• **TASK DIRECTIONS**:
Keep each line of the material that includes "CoreError", and leave out the rest.

*-*-*

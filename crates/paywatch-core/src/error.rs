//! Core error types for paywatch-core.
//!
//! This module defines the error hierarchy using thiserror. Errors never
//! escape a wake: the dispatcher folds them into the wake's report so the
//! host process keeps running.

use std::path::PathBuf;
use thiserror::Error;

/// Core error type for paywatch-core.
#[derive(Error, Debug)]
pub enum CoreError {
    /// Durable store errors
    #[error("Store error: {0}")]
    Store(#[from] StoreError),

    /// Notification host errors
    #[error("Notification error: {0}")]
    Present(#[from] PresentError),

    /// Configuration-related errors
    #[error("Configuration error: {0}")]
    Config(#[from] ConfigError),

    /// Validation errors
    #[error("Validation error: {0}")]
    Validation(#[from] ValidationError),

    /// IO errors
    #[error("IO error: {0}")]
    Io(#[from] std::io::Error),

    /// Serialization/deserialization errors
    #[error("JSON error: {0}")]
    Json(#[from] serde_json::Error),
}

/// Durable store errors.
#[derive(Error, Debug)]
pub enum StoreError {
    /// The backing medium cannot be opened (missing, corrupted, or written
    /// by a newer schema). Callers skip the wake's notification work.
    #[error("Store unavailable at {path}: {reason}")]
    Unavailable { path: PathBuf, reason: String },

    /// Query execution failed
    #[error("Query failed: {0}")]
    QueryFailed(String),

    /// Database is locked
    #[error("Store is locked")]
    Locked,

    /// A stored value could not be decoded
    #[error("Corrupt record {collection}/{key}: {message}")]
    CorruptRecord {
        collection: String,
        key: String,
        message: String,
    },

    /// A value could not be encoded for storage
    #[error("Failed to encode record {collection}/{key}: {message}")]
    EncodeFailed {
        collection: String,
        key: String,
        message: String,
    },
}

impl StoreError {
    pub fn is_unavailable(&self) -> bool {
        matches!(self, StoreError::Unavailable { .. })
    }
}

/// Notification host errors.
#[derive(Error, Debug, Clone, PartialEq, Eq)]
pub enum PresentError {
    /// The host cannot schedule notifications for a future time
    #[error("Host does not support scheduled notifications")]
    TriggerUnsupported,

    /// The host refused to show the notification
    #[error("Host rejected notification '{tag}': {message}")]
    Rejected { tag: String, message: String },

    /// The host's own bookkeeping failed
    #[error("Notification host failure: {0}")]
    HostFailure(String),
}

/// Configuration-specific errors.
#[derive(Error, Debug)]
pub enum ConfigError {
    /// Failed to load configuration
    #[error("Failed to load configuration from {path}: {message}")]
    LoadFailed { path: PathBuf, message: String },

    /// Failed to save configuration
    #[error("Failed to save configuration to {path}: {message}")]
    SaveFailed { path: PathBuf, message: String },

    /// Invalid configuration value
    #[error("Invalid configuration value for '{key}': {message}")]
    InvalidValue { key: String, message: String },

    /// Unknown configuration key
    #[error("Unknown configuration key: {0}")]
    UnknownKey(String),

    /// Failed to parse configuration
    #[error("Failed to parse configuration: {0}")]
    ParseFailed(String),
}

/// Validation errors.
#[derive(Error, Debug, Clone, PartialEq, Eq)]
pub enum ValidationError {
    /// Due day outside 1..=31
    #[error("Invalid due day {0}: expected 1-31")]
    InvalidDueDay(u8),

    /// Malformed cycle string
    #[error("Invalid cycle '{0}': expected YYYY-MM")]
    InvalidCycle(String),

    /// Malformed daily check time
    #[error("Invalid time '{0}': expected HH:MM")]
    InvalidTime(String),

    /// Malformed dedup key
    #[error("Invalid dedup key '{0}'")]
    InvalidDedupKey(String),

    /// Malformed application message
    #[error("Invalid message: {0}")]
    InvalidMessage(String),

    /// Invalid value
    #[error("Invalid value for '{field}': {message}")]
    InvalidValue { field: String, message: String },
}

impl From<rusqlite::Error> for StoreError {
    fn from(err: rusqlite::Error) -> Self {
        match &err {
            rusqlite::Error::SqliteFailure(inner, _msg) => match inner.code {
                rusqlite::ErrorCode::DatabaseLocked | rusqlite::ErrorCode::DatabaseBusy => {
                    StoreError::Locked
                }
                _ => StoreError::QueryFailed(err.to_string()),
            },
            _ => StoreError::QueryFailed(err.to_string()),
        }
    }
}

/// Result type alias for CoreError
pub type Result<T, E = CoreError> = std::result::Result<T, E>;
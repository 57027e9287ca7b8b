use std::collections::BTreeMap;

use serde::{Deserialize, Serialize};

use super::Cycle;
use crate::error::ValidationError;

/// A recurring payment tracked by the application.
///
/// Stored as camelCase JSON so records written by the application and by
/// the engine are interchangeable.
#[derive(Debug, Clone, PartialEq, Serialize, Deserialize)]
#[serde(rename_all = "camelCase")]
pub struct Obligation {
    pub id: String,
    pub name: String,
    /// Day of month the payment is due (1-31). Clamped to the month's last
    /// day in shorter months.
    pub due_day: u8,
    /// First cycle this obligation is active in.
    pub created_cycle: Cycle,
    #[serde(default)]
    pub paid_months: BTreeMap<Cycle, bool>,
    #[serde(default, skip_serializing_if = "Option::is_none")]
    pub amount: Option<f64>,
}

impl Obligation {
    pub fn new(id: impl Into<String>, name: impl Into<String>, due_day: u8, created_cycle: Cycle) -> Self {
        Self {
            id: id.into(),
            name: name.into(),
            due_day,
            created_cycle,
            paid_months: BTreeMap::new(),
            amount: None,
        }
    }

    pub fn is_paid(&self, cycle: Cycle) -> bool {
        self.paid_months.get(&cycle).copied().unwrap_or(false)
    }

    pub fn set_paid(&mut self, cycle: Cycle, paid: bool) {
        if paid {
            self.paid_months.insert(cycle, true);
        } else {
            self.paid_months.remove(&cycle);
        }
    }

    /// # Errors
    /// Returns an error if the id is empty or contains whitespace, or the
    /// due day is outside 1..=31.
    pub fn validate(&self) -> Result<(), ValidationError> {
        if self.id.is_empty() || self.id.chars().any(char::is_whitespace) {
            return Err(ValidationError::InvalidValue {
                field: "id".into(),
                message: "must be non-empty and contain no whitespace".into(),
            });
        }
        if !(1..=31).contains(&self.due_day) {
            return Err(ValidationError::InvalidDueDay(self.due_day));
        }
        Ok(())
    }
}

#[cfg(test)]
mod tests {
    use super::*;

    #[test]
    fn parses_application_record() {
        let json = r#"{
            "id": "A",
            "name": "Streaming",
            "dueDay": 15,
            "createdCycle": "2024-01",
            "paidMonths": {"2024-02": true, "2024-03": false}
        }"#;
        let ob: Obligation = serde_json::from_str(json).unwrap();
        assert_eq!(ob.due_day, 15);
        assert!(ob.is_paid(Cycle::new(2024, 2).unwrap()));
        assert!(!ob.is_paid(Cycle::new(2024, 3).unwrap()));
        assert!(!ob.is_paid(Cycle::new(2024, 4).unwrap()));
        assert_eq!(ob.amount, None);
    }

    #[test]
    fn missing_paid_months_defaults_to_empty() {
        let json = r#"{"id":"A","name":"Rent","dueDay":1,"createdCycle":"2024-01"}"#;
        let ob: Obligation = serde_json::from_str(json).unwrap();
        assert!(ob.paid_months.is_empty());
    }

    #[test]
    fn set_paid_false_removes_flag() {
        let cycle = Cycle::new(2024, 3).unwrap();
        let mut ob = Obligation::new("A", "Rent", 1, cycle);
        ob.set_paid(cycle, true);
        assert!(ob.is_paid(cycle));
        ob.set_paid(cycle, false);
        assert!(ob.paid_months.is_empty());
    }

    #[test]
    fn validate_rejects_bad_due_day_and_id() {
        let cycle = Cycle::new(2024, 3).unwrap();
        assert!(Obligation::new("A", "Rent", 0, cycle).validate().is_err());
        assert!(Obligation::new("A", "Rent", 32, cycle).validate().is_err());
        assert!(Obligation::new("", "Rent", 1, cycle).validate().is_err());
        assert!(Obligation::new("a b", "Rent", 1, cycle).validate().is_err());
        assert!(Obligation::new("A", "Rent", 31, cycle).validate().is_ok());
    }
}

*-*-*

• **ANSWER FOR THIS EXERCISE**:
pub enum CoreError {
/// Result type alias for CoreError
pub type Result<T, E = CoreError> = std::result::Result<T, E>;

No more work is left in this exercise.